There's being comfortable and then there's just being a complete dick. Often if you maintain contact for long enough, their desire for personal space wins over and they give in. I've been tempted to buy some Rob Halford style clothing with spikes all over it to stop that crap. You do not need your legs to be in excess of 90 degrees from each other.
 
There's being comfortable and then there's just being a complete dick. Often if you maintain contact for long enough, their desire for personal space wins over and they give in.
this is my chosen approach too. Seems to work well. It also works well against people on the tube who like sitting with their elbows spread out across the seats either side
 
You do not need your legs to be in excess of 90 degrees from each other.

I was thinking about this earlier today on a bus.

With my knees firmly wedged against the back of the next row of seats.

Until someone left.

Then I could change my discomfort to merely sitting weirdly angled across two seats.
 
In all my years of commuting into London I've never really noticed a specific gender being more of a space invader than the other. The biggest problem I've found is people with rucksacks.

Oh wait, it's an attention seeking stockhausen thread though.
 
Jokes on her, my balls are so small I don’t need to spread my legs to accommodate for them.
 
When I have had the misfortune to travel on the tube while working in London I have been gobsmacked by the inconsiderate way some men seem to feel that they are entitled to encroach on others limited space.
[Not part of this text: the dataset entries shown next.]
//! Profiler configuration
//!
//! Loaded from TOML or built from defaults. The authorization predicate is
//! not part of this struct: it is code, injected into
//! [`Profiler`](crate::profiler::Profiler) directly.
//!
//! ```toml
//! base_url_path = "/mini-profiler-resources"
//! auto_inject = true
//! retention_secs = 86400
//! eviction_interval_secs = 3600
//! trivial_threshold_ms = 2.0
//! ```

use std::path::Path;
use std::time::Duration;

use serde::{Deserialize, Serialize};
use thiserror::Error;

use crate::serde_millis;
use crate::store::{DEFAULT_EVICTION_INTERVAL, DEFAULT_RETENTION};

pub const DEFAULT_BASE_URL_PATH: &str = "/mini-profiler-resources/";

/// Errors loading or validating configuration
#[derive(Error, Debug)]
pub enum ConfigError {
    #[error("Failed to read config {path}: {source}")]
    Io {
        path: String,
        #[source]
        source: std::io::Error,
    },

    #[error("Failed to parse config: {0}")]
    Parse(#[from] toml::de::Error),

    #[error("Invalid config: {0}")]
    Invalid(String),
}

/// Horizontal placement of the client widget
#[derive(Debug, Clone, Copy, PartialEq, Eq, Serialize, Deserialize, Default)]
#[serde(rename_all = "lowercase")]
pub enum Position {
    #[default]
    Left,
    Right,
}

impl Position {
    pub fn as_str(&self) -> &'static str {
        match self {
            Position::Left => "left",
            Position::Right => "right",
        }
    }
}

/// Configuration for the profiler and its endpoints
#[derive(Debug, Clone, PartialEq, Serialize, Deserialize)]
#[serde(default)]
pub struct ProfilerConfig {
    /// Prefix of every profiler endpoint; always ends with `/`
    pub base_url_path: String,

    /// Append the client bootstrap tag to HTML page responses
    pub auto_inject: bool,

    /// How long stored profiles are kept
    pub retention_secs: u64,

    /// How often the eviction pass runs
    pub eviction_interval_secs: u64,

    /// Timings at or under this many milliseconds are trivial
    pub trivial_threshold_ms: f64,

    pub position: Position,
    pub show_trivial: bool,
    pub show_children: bool,
    pub show_controls: bool,
    pub max_traces_to_show: u32,
    pub start_hidden: bool,
    pub collapse_results: bool,
    pub toggle_shortcut: Option<String>,
}

impl Default for ProfilerConfig {
    fn default() -> Self {
        Self {
            base_url_path: DEFAULT_BASE_URL_PATH.to_string(),
            auto_inject: true,
            retention_secs: DEFAULT_RETENTION.as_secs(),
            eviction_interval_secs: DEFAULT_EVICTION_INTERVAL.as_secs(),
            trivial_threshold_ms: 2.0,
            position: Position::Left,
            show_trivial: true,
            show_children: true,
            show_controls: true,
            max_traces_to_show: 15,
            start_hidden: false,
            collapse_results: false,
            toggle_shortcut: None,
        }
    }
}

impl ProfilerConfig {
    /// Parse TOML; missing keys take their defaults
    pub fn from_toml_str(s: &str) -> Result<Self, ConfigError> {
        let mut config: Self = toml::from_str(s)?;
        config.normalize();
        config.validate().map_err(ConfigError::Invalid)?;
        Ok(config)
    }

    pub fn from_file(path: &Path) -> Result<Self, ConfigError> {
        let contents = std::fs::read_to_string(path).map_err(|source| ConfigError::Io {
            path: path.display().to_string(),
            source,
        })?;
        Self::from_toml_str(&contents)
    }

    /// Builder-style override of the base path (normalized)
    pub fn with_base_url_path(mut self, path: impl Into<String>) -> Self {
        self.base_url_path = path.into();
        self.normalize();
        self
    }

    /// Ensure `base_url_path` starts and ends with `/`
    pub fn normalize(&mut self) {
        if !self.base_url_path.starts_with('/') {
            self.base_url_path.insert(0, '/');
        }
        if !self.base_url_path.ends_with('/') {
            self.base_url_path.push('/');
        }
    }

    /// Validate configuration
    pub fn validate(&self) -> Result<(), String> {
        if self.retention_secs == 0 {
            return Err("retention_secs must be > 0".to_string());
        }

        if self.eviction_interval_secs == 0 {
            return Err("eviction_interval_secs must be > 0".to_string());
        }

        if !self.trivial_threshold_ms.is_finite() || self.trivial_threshold_ms < 0.0 {
            return Err(format!(
                "trivial_threshold_ms must be non-negative, got {}",
                self.trivial_threshold_ms
            ));
        }

        Ok(())
    }

    pub fn retention(&self) -> Duration {
        Duration::from_secs(self.retention_secs)
    }

    pub fn eviction_interval(&self) -> Duration {
        Duration::from_secs(self.eviction_interval_secs)
    }

    pub fn trivial_threshold(&self) -> Duration {
        serde_millis::from_millis(self.trivial_threshold_ms)
    }
}
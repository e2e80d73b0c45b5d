//! miniprof - in-process request profiler with cross-request correlation
//!
//! This library times the handling of each request as a tree of named
//! steps, keeps finished profiles in a bounded-lifetime store, and links
//! profiles produced by follow-up (XHR) requests back to the page that
//! triggered them through response headers and a result-fetch endpoint.

pub mod cli;
pub mod client;
pub mod config;
pub mod context;
pub mod includes;
pub mod profile;
pub mod profiler;
pub mod protocol;
pub mod serde_millis;
pub mod store;
pub mod timing_node;
//! Profile store throughput benchmark (Sprint 2)
//!
//! Measures the operations on the request path of a profiled application:
//!
//! 1. `store.put(profile)` - insert after a request completes
//! 2. `store.get(id)` - lookup by the result-fetch endpoint
//! 3. `store.evict_expired(..)` - one eviction pass over a populated store
//!
//! # Run Instructions
//!
//! ```bash
//! cargo bench --bench store_throughput
//! ```

use std::time::{Duration, SystemTime};

use criterion::{black_box, criterion_group, criterion_main, BenchmarkId, Criterion};
use miniprof::context::InstrumentationContext;
use miniprof::profile::Profile;
use miniprof::store::ProfileStore;

/// A finished profile with a small tree, `age` old
fn bench_profile(age: Duration) -> Profile {
    let mut ctx = InstrumentationContext::new(Profile::create_at(
        "GET http://localhost/api/items",
        SystemTime::now() - age,
    ));
    ctx.with_child("load", |ctx| {
        ctx.record_sub_event("SELECT * FROM items", Duration::from_micros(150));
        ctx.with_child("render", |_| {});
    });
    ctx.finish_with(Duration::from_millis(3))
}

fn bench_put(c: &mut Criterion) {
    let store = ProfileStore::new();
    c.bench_function("store_put", |b| {
        b.iter_batched(
            || bench_profile(Duration::ZERO),
            |profile| black_box(store.put(profile)),
            criterion::BatchSize::SmallInput,
        )
    });
}

fn bench_get(c: &mut Criterion) {
    let mut group = c.benchmark_group("store_get");
    for size in [100usize, 10_000] {
        let store = ProfileStore::new();
        let ids: Vec<_> = (0..size)
            .filter_map(|_| store.put(bench_profile(Duration::ZERO)).ok())
            .map(|p| p.id().clone())
            .collect();
        group.bench_with_input(BenchmarkId::from_parameter(size), &ids, |b, ids| {
            let mut i = 0;
            b.iter(|| {
                i = (i + 1) % ids.len();
                black_box(store.get(&ids[i]))
            })
        });
    }
    group.finish();
}

fn bench_eviction_pass(c: &mut Criterion) {
    let mut group = c.benchmark_group("store_evict_expired");
    for size in [1_000usize, 10_000] {
        group.bench_with_input(BenchmarkId::from_parameter(size), &size, |b, &size| {
            b.iter_batched(
                || {
                    let store = ProfileStore::new();
                    for i in 0..size {
                        // half the profiles are past retention
                        let age = if i % 2 == 0 { 48 * 3600 } else { 60 };
                        let _ = store.put(bench_profile(Duration::from_secs(age)));
                    }
                    store
                },
                |store| black_box(store.evict_expired(SystemTime::now(), Duration::from_secs(24 * 3600))),
                criterion::BatchSize::LargeInput,
            )
        });
    }
    group.finish();
}

criterion_group!(benches, bench_put, bench_get, bench_eviction_pass);
criterion_main!(benches);
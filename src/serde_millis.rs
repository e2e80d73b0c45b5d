//! Serde helpers for `Duration` <-> f64 millisecond serialization.
//!
//! The result-fetch JSON carries durations as fractional milliseconds
//! (`duration_milliseconds: 12.5`). Internally every timing is a
//! `Duration` so accounting (`duration - sum(children)`) stays exact
//! integer nanosecond arithmetic.

use std::time::Duration;

use serde::{Deserialize, Deserializer, Serialize, Serializer};

/// Convert a `Duration` to f64 milliseconds.
pub fn to_millis(dur: Duration) -> f64 {
    dur.as_nanos() as f64 / 1_000_000.0
}

/// Convert f64 milliseconds to a `Duration`, rounding to the nearest nanosecond.
///
/// Negative and non-finite inputs clamp to zero.
pub fn from_millis(ms: f64) -> Duration {
    if !ms.is_finite() || ms <= 0.0 {
        return Duration::ZERO;
    }
    Duration::from_nanos((ms * 1_000_000.0).round() as u64)
}

/// Serialize a `Duration` as f64 milliseconds.
pub fn serialize<S: Serializer>(dur: &Duration, s: S) -> Result<S::Ok, S::Error> {
    to_millis(*dur).serialize(s)
}

/// Deserialize f64 milliseconds into a `Duration`.
pub fn deserialize<'de, D: Deserializer<'de>>(d: D) -> Result<Duration, D::Error> {
    let ms = f64::deserialize(d)?;
    Ok(from_millis(ms))
}

/// Serializes `Option<Duration>` as `Option<f64>` milliseconds.
///
/// Client point events (e.g. "Dom Interactive") have no duration and map
/// to JSON `null`.
pub mod option {
    use std::time::Duration;

    use serde::{Deserialize, Deserializer, Serializer};

    pub fn serialize<S: Serializer>(dur: &Option<Duration>, s: S) -> Result<S::Ok, S::Error> {
        match dur {
            Some(d) => s.serialize_some(&super::to_millis(*d)),
            None => s.serialize_none(),
        }
    }

    pub fn deserialize<'de, D: Deserializer<'de>>(d: D) -> Result<Option<Duration>, D::Error> {
        let opt = Option::<f64>::deserialize(d)?;
        Ok(opt.map(super::from_millis))
    }
}
//! Client bootstrap tag
//!
//! When auto-inject is on, HTML page responses get a `<script>` tag whose
//! `data-*` attributes tell the correlation client where the profiler lives
//! and which profile belongs to the page itself. The client reads the same
//! attributes back with [`BootstrapOptions::from_attributes`].

use thiserror::Error;

use crate::config::{Position, ProfilerConfig};
use crate::profile::ProfileId;

/// Element id of the injected script tag
pub const SCRIPT_ID: &str = "mini-profiler";

/// Client asset served under the base path
pub const CLIENT_SCRIPT: &str = "includes.js";

/// Errors reading bootstrap attributes
#[derive(Error, Debug, Clone, PartialEq, Eq)]
pub enum IncludesError {
    #[error("Missing required attribute {0}")]
    MissingAttribute(&'static str),
}

/// Options carried by the bootstrap tag
#[derive(Debug, Clone, PartialEq)]
pub struct BootstrapOptions {
    pub version: String,
    pub path: String,
    pub current_id: ProfileId,
    pub ids: Vec<ProfileId>,
    pub position: Position,
    pub show_trivial: bool,
    pub show_children: bool,
    pub show_controls: bool,
    pub authorized: bool,
    pub max_traces_to_show: u32,
    pub start_hidden: bool,
    pub collapse_results: bool,
    pub toggle_shortcut: Option<String>,
}

impl BootstrapOptions {
    pub fn new(config: &ProfilerConfig, current_id: ProfileId) -> Self {
        Self {
            version: env!("CARGO_PKG_VERSION").to_string(),
            path: config.base_url_path.clone(),
            ids: vec![current_id.clone()],
            current_id,
            position: config.position,
            show_trivial: config.show_trivial,
            show_children: config.show_children,
            show_controls: config.show_controls,
            authorized: true,
            max_traces_to_show: config.max_traces_to_show,
            start_hidden: config.start_hidden,
            collapse_results: config.collapse_results,
            toggle_shortcut: config.toggle_shortcut.clone(),
        }
    }

    /// Render the `<script>` tag appended to HTML pages
    pub fn to_script_tag(&self) -> String {
        let ids = self
            .ids
            .iter()
            .map(ProfileId::as_str)
            .collect::<Vec<_>>()
            .join(",");

        let mut attrs = vec![
            ("id", SCRIPT_ID.to_string()),
            (
                "src",
                format!("{}{}?v={}", self.path, CLIENT_SCRIPT, self.version),
            ),
            ("data-version", self.version.clone()),
            ("data-path", self.path.clone()),
            ("data-current-id", self.current_id.to_string()),
            ("data-ids", ids),
            ("data-horizontal-position", self.position.as_str().to_string()),
            ("data-trivial", self.show_trivial.to_string()),
            ("data-children", self.show_children.to_string()),
            ("data-controls", self.show_controls.to_string()),
            ("data-authorized", self.authorized.to_string()),
            ("data-max-traces", self.max_traces_to_show.to_string()),
            ("data-start-hidden", self.start_hidden.to_string()),
            ("data-collapse-results", self.collapse_results.to_string()),
        ];
        if let Some(shortcut) = &self.toggle_shortcut {
            attrs.push(("data-toggle-shortcut", shortcut.clone()));
        }

        let rendered: Vec<String> = attrs
            .iter()
            .map(|(k, v)| format!("{}=\"{}\"", k, escape_attr(v)))
            .collect();
        format!("<script async {}></script>", rendered.join(" "))
    }

    /// Rebuild options from decoded attribute name/value pairs.
    ///
    /// `data-path` and `data-current-id` are required; boolean attributes
    /// are true only when literally `"true"`.
    pub fn from_attributes<'a, I>(attrs: I) -> Result<Self, IncludesError>
    where
        I: IntoIterator<Item = (&'a str, &'a str)>,
    {
        let mut path = None;
        let mut current_id = None;
        let mut options = Self {
            version: String::new(),
            path: String::new(),
            current_id: ProfileId::new(""),
            ids: Vec::new(),
            position: Position::Left,
            show_trivial: false,
            show_children: false,
            show_controls: false,
            authorized: false,
            max_traces_to_show: 15,
            start_hidden: false,
            collapse_results: false,
            toggle_shortcut: None,
        };

        for (name, value) in attrs {
            let flag = value == "true";
            match name {
                "data-version" => options.version = value.to_string(),
                "data-path" => path = Some(value.to_string()),
                "data-current-id" => current_id = Some(ProfileId::new(value)),
                "data-ids" => {
                    options.ids = value
                        .split(',')
                        .filter(|s| !s.is_empty())
                        .map(ProfileId::new)
                        .collect()
                }
                "data-horizontal-position" => {
                    options.position = if value == "right" {
                        Position::Right
                    } else {
                        Position::Left
                    }
                }
                "data-trivial" => options.show_trivial = flag,
                "data-children" => options.show_children = flag,
                "data-controls" => options.show_controls = flag,
                "data-authorized" => options.authorized = flag,
                "data-max-traces" => {
                    if let Ok(n) = value.parse() {
                        options.max_traces_to_show = n;
                    }
                }
                "data-start-hidden" => options.start_hidden = flag,
                "data-collapse-results" => options.collapse_results = flag,
                "data-toggle-shortcut" => options.toggle_shortcut = Some(value.to_string()),
                _ => {}
            }
        }

        options.path = path.ok_or(IncludesError::MissingAttribute("data-path"))?;
        options.current_id = current_id
            .filter(|id| !id.as_str().is_empty())
            .ok_or(IncludesError::MissingAttribute("data-current-id"))?;
        Ok(options)
    }
}

fn escape_attr(value: &str) -> String {
    let mut out = String::with_capacity(value.len());
    for c in value.chars() {
        match c {
            '&' => out.push_str("&amp;"),
            '"' => out.push_str("&quot;"),
            '<' => out.push_str("&lt;"),
            '>' => out.push_str("&gt;"),
            _ => out.push(c),
        }
    }
    out
}

#[cfg(test)]
mod tests {
    use super::*;

    #[test]
    fn test_script_tag_carries_ids_and_path() {
        let config = ProfilerConfig::default();
        let tag = BootstrapOptions::new(&config, ProfileId::new("abc123")).to_script_tag();
        assert!(tag.starts_with("<script async id=\"mini-profiler\""));
        assert!(tag.contains("data-path=\"/mini-profiler-resources/\""));
        assert!(tag.contains("data-current-id=\"abc123\""));
        assert!(tag.contains("data-ids=\"abc123\""));
        assert!(tag.contains("src=\"/mini-profiler-resources/includes.js?v="));
        assert!(!tag.contains("data-toggle-shortcut"));
    }

    #[test]
    fn test_attribute_values_are_escaped() {
        let config = ProfilerConfig {
            toggle_shortcut: Some("Alt+\"P\"".to_string()),
            ..Default::default()
        };
        let tag = BootstrapOptions::new(&config, ProfileId::new("a")).to_script_tag();
        assert!(tag.contains("data-toggle-shortcut=\"Alt+&quot;P&quot;\""));
    }

    #[test]
    fn test_from_attributes() {
        let attrs = [
            ("data-path", "/mp/"),
            ("data-current-id", "abc"),
            ("data-ids", "abc,def"),
            ("data-trivial", "true"),
            ("data-controls", "false"),
            ("data-horizontal-position", "right"),
            ("data-max-traces", "7"),
        ];
        let options = BootstrapOptions::from_attributes(attrs).unwrap();
        assert_eq!(options.path, "/mp/");
        assert_eq!(options.current_id, ProfileId::new("abc"));
        assert_eq!(options.ids, vec![ProfileId::new("abc"), ProfileId::new("def")]);
        assert!(options.show_trivial);
        assert!(!options.show_controls);
        assert_eq!(options.position, Position::Right);
        assert_eq!(options.max_traces_to_show, 7);
    }

    #[test]
    fn test_from_attributes_requires_path_and_id() {
        assert_eq!(
            BootstrapOptions::from_attributes([("data-current-id", "abc")]).unwrap_err(),
            IncludesError::MissingAttribute("data-path")
        );
        assert_eq!(
            BootstrapOptions::from_attributes([("data-path", "/mp/")]).unwrap_err(),
            IncludesError::MissingAttribute("data-current-id")
        );
    }
}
I think you just need to politely ask your wife's boyfriend if he could either let you have a bit more room or sit the on other side of her on your next trip.
 
So a fashionable bigot won an award for deliberately discriminatory design that's designed solely for the purpose of making places a hostile environment for the "wrong" biological group while granting privileged status to the "right" biological group. While blaming the victims, of course.

Perhaps she'd prefer to have people of the "wrong" biological group required to sit at the back of the train/bus? That's a simpler solution and has been already been extensively implemented.
 
Lol Brighton, manspreaders are pretty much sex pests though.

Purposefully holding legs open is something ***** do, however there is scientific biological reasons for men having their legs open.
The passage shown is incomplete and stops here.